The Core Offering: A twice-daily note consumed by traders at the retail and institutional level.
“The most important thing we do is give an estimate of volatility for each and every day,” Kochuba said. “Embedded in that is [whether] gamma is high, and where are the big support and resistance lines,” he added in reference to the analysis of key levels, derived from open interest and proprietary volatility models.
For clarity, gamma, or convexity, is the sensitivity of an options risk to direction, given underlying price changes.
Depending on how participants are positioned, the opposing side of options trades — market makers — will be long or short gamma. When short gamma, they hedge by buying into strength and selling into weakness. When long gamma, they hedge by selling into strength and buying into weakness. The former promotes volatility. The latter suppresses volatility.
SpotGamma helps adjust traders’ expectations in accordance with the aforementioned.
“When we’re talking about options, it’s about the distribution of returns,” Kochuba said about realized volatility differing from what is priced.
“Oftentimes, we think the market is going to move a lot, and the market is pricing in a small move. That’s kind of the gamma-flip equation that comes up so often.”
Innovation From SpotGamma: SpotGamma has two game-changing offerings.
The first is EquityHub, which allows users to scan and model options positioning for over 3,500 exchange-listed products.
Graphic: The above charts display SpotGamma’s modeling of options positioning for Amazon.com Inc AMZN. Note the price movement at and around SpotGamma’s key horizontal levels.
The EquityHub tool is great for retail traders, even hedge funds and sales desks looking to develop as well as pitch trade ideas to clients, according to SpotGamma.
The second is the Hedging Impact of Real-Time Options, or HIRO, a predictive indicator built in partnership with data analysis platform Bookmap. HIRO watches the options market in real-time, across the major indices and a growing number of single stocks, sometimes unveiling the cause of unexplainable fluctuations.
“It is telling the trader, in real-time, what the hedging flow is tied to all of those option trades,” Kochuba said in a conversation around HIRO aggregating trades across the entire S&P 500 complex, when viewing market liquidity for the S&P 500 future.
Fox added: “We’ve seen it be a leading indicator.

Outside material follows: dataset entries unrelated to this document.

//! Connection event notifications.
//!
//! Listeners are either callbacks invoked inline when a connection becomes
//! (or stops being) active, or polled queues drained by the caller at its
//! own pace. The dispatcher uses the `only` filter to deliver the synthetic
//! notifications a freshly registered listener receives for connections that
//! are already active.

use std::cell::RefCell;
use std::collections::VecDeque;
use std::rc::Rc;

use crate::connection::ConnectionInfo;

/// A connection state-change event delivered to listeners.
#[derive(Clone, Debug, PartialEq)]
pub struct ConnectionNotification {
    /// True when the connection became active, false when it was lost.
    pub connected: bool,
    /// Snapshot of the connection's info at notification time.
    pub conn: ConnectionInfo,
}

type Callback = Rc<dyn Fn(&ConnectionNotification)>;

enum Listener {
    Callback(Callback),
    Polled(u32),
}

#[derive(Default)]
struct NotifierState {
    listeners: Vec<Option<Listener>>,
    pollers: Vec<Option<VecDeque<ConnectionNotification>>>,
}

/// Registry of connection-event listeners.
///
/// Shared between the dispatcher (registration, synthetic notifications) and
/// every connection (state-change notifications), so it is handed around as
/// `Rc<ConnectionNotifier>`.
#[derive(Default)]
pub struct ConnectionNotifier {
    state: RefCell<NotifierState>,
}

impl ConnectionNotifier {
    /// Create an empty notifier.
    pub fn new() -> Self {
        Self::default()
    }

    /// Register a callback listener. Returns its listener id.
    pub fn add<F>(&self, callback: F) -> u32
    where
        F: Fn(&ConnectionNotification) + 'static,
    {
        self.insert(Listener::Callback(Rc::new(callback)))
    }

    /// Create a poller: a queue that buffers notifications for listeners
    /// registered against it. Returns the poller id.
    pub fn create_poller(&self) -> u32 {
        let mut state = self.state.borrow_mut();
        for (i, slot) in state.pollers.iter_mut().enumerate() {
            if slot.is_none() {
                *slot = Some(VecDeque::new());
                return i as u32 + 1;
            }
        }
        state.pollers.push(Some(VecDeque::new()));
        state.pollers.len() as u32
    }

    /// Register a polled listener against an existing poller. Returns its
    /// listener id.
    pub fn add_polled(&self, poller: u32) -> u32 {
        self.insert(Listener::Polled(poller))
    }

    /// Remove a listener by id. Unknown ids are ignored.
    pub fn remove(&self, listener: u32) {
        let mut state = self.state.borrow_mut();
        if let Some(slot) = listener
            .checked_sub(1)
            .and_then(|i| state.listeners.get_mut(i as usize))
        {
            *slot = None;
        }
    }

    /// Drain buffered notifications for a poller.
    pub fn poll(&self, poller: u32) -> Vec<ConnectionNotification> {
        let mut state = self.state.borrow_mut();
        match poller
            .checked_sub(1)
            .and_then(|i| state.pollers.get_mut(i as usize))
        {
            Some(Some(queue)) => queue.drain(..).collect(),
            _ => Vec::new(),
        }
    }

    /// Remove a poller and all listeners registered against it.
    pub fn remove_poller(&self, poller: u32) {
        let mut state = self.state.borrow_mut();
        if let Some(slot) = poller
            .checked_sub(1)
            .and_then(|i| state.pollers.get_mut(i as usize))
        {
            *slot = None;
        }
        for listener in state.listeners.iter_mut() {
            if matches!(listener, Some(Listener::Polled(p)) if *p == poller) {
                *listener = None;
            }
        }
    }

    /// Deliver a notification to every listener, or to `only` alone.
    ///
    /// Callback listeners run after the registry borrow is released, so a
    /// callback may re-enter the notifier (e.g. to remove itself).
    pub fn notify_connection(&self, connected: bool, conn: ConnectionInfo, only: Option<u32>) {
        let notification = ConnectionNotification { connected, conn };
        let mut callbacks: Vec<Callback> = Vec::new();
        {
            let mut state = self.state.borrow_mut();
            let mut queued: Vec<(u32, ConnectionNotification)> = Vec::new();
            for (i, listener) in state.listeners.iter().enumerate() {
                let id = i as u32 + 1;
                if only.is_some() && only != Some(id) {
                    continue;
                }
                match listener {
                    Some(Listener::Callback(cb)) => callbacks.push(cb.clone()),
                    Some(Listener::Polled(poller)) => {
                        queued.push((*poller, notification.clone()));
                    }
                    None => {}
                }
            }
            for (poller, n) in queued {
                if let Some(Some(queue)) = poller
                    .checked_sub(1)
                    .and_then(|i| state.pollers.get_mut(i as usize))
                {
                    queue.push_back(n);
                }
            }
        }
        for cb in callbacks {
            cb(&notification);
        }
    }

    fn insert(&self, listener: Listener) -> u32 {
        let mut state = self.state.borrow_mut();
        for (i, slot) in state.listeners.iter_mut().enumerate() {
            if slot.is_none() {
                *slot = Some(listener);
                return i as u32 + 1;
            }
        }
        state.listeners.push(Some(listener));
        state.listeners.len() as u32
    }
}
/// Server role: bind the acceptor and accept peers until shutdown.
///
/// Failing to bind is fatal to the whole role. Individual handshake failures
/// are not: accepting continues regardless.
async fn accept_loop<P: Providers>(
    core: Rc<DispatcherCore<P>>,
    mut shutdown_rx: mpsc::UnboundedReceiver<()>,
) {
    let network = core.providers.network().clone();
    let spec = core.user.borrow().listen_spec.clone().unwrap_or_default();

    let listener = match network.bind(&spec).await {
        Ok(listener) => listener,
        Err(e) => {
            tracing::warn!(addr = %spec, error = %e, "server: failed to start acceptor");
            core.active.set(false);
            core.mode
                .set(NetworkMode::new(Role::Server, ModeStatus::Failed));
            return;
        }
    };
    {
        core.user.borrow_mut().bound_addr = listener.local_addr().ok();
    }
    core.mode
        .set(NetworkMode::new(Role::Server, ModeStatus::Running));

    while core.active.get() {
        let accepted = tokio::select! {
            _ = shutdown_rx.recv() => break,
            accepted = listener.accept() => accepted,
        };
        if !core.active.get() {
            break;
        }
        let (stream, remote) = match accepted {
            Ok(accepted) => accepted,
            Err(e) => {
                tracing::warn!(error = %e, "server: accept failed");
                continue;
            }
        };
        tracing::debug!(remote = %remote, "server: client connection");

        let mut conn = NetworkConnection::new(
            core.next_connection_id(),
            stream,
            &remote,
            core.providers.clone(),
            core.notifier.clone(),
        );
        conn.start(
            Rc::new(ServerHandshaker(core.clone())),
            core.storage.clone(),
        );
        let replaced = core.user.borrow_mut().connections.install_server(conn);
        drop(replaced); // task already exited; slot reused
    }
    core.mode.set(NetworkMode::default());
}

/// Client role: connect, install the single connection, and wait for a
/// reconnect signal, forever.
async fn connect_loop<P: Providers>(
    core: Rc<DispatcherCore<P>>,
    mut shutdown_rx: mpsc::UnboundedReceiver<()>,
) {
    let time = core.providers.time().clone();

    while core.active.get() {
        // sleep between retries
        tokio::select! {
            _ = shutdown_rx.recv() => break,
            _ = time.sleep(RETRY_BACKOFF) => {}
        }
        if !core.active.get() {
            break;
        }

        // override takes precedence over the configured connector
        let targets = {
            let user = core.user.borrow();
            user.connector_override
                .clone()
                .or_else(|| user.connector.clone())
        };
        let Some(targets) = targets else {
            core.mode
                .set(NetworkMode::new(Role::Client, ModeStatus::Failed));
            continue;
        };

        tracing::debug!("client: trying to connect");
        let Some((stream, addr)) = connector::connect_any(&core.providers, &targets).await else {
            core.mode
                .set(NetworkMode::new(Role::Client, ModeStatus::Failed));
            continue;
        };
        tracing::debug!(remote = %addr, "client: connected");
        core.mode
            .set(NetworkMode::new(Role::Client, ModeStatus::Running));

        let mut conn = NetworkConnection::new(
            core.next_connection_id(),
            stream,
            &addr.to_string(),
            core.providers.clone(),
            core.notifier.clone(),
        );
        // seed the revision remembered from any downgrade request, then
        // reset it: the downgrade is one-shot
        let proto_rev = {
            let mut user = core.user.borrow_mut();
            let rev = user.reconnect_proto_rev;
            user.reconnect_proto_rev = PROTO_REV_CURRENT;
            rev
        };
        conn.handle().set_protocol_revision(proto_rev);
        conn.start(
            Rc::new(ClientHandshaker(core.clone())),
            core.storage.clone(),
        );

        let displaced = {
            let mut user = core.user.borrow_mut();
            user.do_reconnect = false;
            user.connections.install_client(conn)
        };
        for mut old in displaced {
            old.close().await;
        }

        // block until told to reconnect
        loop {
            if !core.active.get() || core.user.borrow().do_reconnect {
                break;
            }
            tokio::select! {
                _ = shutdown_rx.recv() => break,
                _ = core.reconnect_signal.notified() => {}
            }
        }
    }
    core.mode.set(NetworkMode::default());
}
//! Per-peer connection object.
//!
//! A [`NetworkConnection`] represents one live peer link. It owns the framed
//! stream and a single background task that first runs the role-appropriate
//! handshake, then services reads and writes until shutdown or failure.
//!
//! # Connection lifecycle
//!
//! ```text
//! ┌─────────┐  start   ┌─────────────┐  hello exchange  ┌──────────────┐
//! │ Created ├─────────►│ Handshaking ├─────────────────►│ Synchronized │
//! └─────────┘          └──────┬──────┘                  └──────┬───────┘
//!                             │ failure                        │ snapshot
//!                             ▼                                ▼ applied
//!                        ┌────────┐      stream error     ┌────────┐
//!                        │  Dead  │◄──────────────────────┤ Active │
//!                        └────────┘                       └────────┘
//! ```
//!
//! The dispatcher never drives these transitions; it only reads the state to
//! decide which connections participate in flushes and broadcasts, and (in
//! client role) to notice death and request reconnection.
//!
//! Collaborators interact with the cheap, clonable [`ConnectionHandle`]
//! rather than the owning object: the dispatch loop posts outgoing batches
//! through it, storage attributes incoming traffic to it, and the handshake
//! records the negotiated revision and remote identity on it.

mod core;
mod handle;
mod io;

pub use self::core::{HandshakeError, Handshaker, NetworkConnection};
pub use handle::{ConnectionHandle, ConnectionId, ConnectionInfo, ConnectionState};
pub use io::MessageIo;
//! Collaborator surface consumed from the key-value store.
//!
//! The dispatcher does not know what the synchronized values mean; it only
//! moves them. [`Storage`] is everything it needs from the value store: the
//! initial-snapshot exchange during handshakes, the runtime incoming path,
//! persistence, and entry type lookups. In return the store receives a
//! [`MessageRouter`] at role start so it can broadcast its own changes.

use std::io;
use std::path::Path;
use std::rc::Rc;

use crate::connection::{ConnectionHandle, ConnectionId};
use crate::wire::{EntryType, Message};

/// The dispatcher surface handed to [`Storage::set_dispatcher`].
///
/// Lets the store push outgoing traffic without holding a reference to the
/// full dispatcher.
pub trait MessageRouter {
    /// Queue a message on matching connections.
    ///
    /// Skips connections that are not yet synchronized. `only` restricts
    /// delivery to a single connection; `except` excludes one (typically the
    /// message's origin).
    fn queue_outgoing(&self, msg: Message, only: Option<ConnectionId>, except: Option<ConnectionId>);

    /// Request an early flush of queued outgoing traffic.
    ///
    /// Rate-limited; requests arriving too quickly are dropped.
    fn flush(&self);
}

/// Collaborator surface consumed from the key-value store.
pub trait Storage {
    /// Called at role start, handing the store its outgoing path and telling
    /// it which role this node plays.
    fn set_dispatcher(&self, router: Rc<dyn MessageRouter>, server: bool);

    /// Load persisted values from `path` at server start.
    ///
    /// Parse problems are reported through `warn` as `(line, message)` pairs
    /// and are never fatal.
    fn load_persistent(&self, path: &Path, warn: &mut dyn FnMut(usize, &str));

    /// Save persistent values to `path`.
    ///
    /// `periodic` is true for the dispatch loop's scheduled saves.
    ///
    /// # Errors
    ///
    /// Returns the underlying I/O error; the dispatch loop logs it and moves
    /// on.
    fn save_persistent(&self, path: &Path, periodic: bool) -> io::Result<()>;

    /// Client handshake: reconcile the server's initial assignments against
    /// local state and return the batch to send back.
    ///
    /// `new_server` is false when the server marked the session as resumed.
    fn apply_initial_assignments(
        &self,
        conn: &ConnectionHandle,
        incoming: Vec<Message>,
        new_server: bool,
    ) -> Vec<Message>;

    /// Server handshake: the full current snapshot to send to a new client.
    fn get_initial_assignments(&self, conn: &ConnectionHandle) -> Vec<Message>;

    /// Runtime incoming path: one message received from a connection.
    fn process_incoming(&self, msg: Message, conn: &ConnectionHandle);

    /// Look up the type of an assigned entry, if known.
    ///
    /// Used by the connection read path to drop updates targeting unknown
    /// entries or carrying a mismatched value type.
    fn entry_type(&self, id: u32) -> Option<EntryType>;
}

For instance, AMC Entertainment Holdings Inc AMC will be sitting at $40 a share and you’ll see a big burst of call options go off. Then, over the next 5 minutes, the stock will move 5%-10%.”
Graphic: A relationship exists between SpotGamma’s HIRO indicator (green in color) and movement in the S&P 500 future.
SpotGamma's Outlook: Customer-driven innovation.
SpotGamma is determined to help users position themselves in a market increasingly influenced by the use of derivatives. That said, a core focus, going forward, is on education and live video content that unpacks intriguing events, like gamma squeezes, from an institutional perspective.
“There are lots of creative ways institutions hide or don’t reveal their actual positioning,” Fox said. “Our goal is to try to bring that knowledge to people, in real-time, without extreme background or cost.”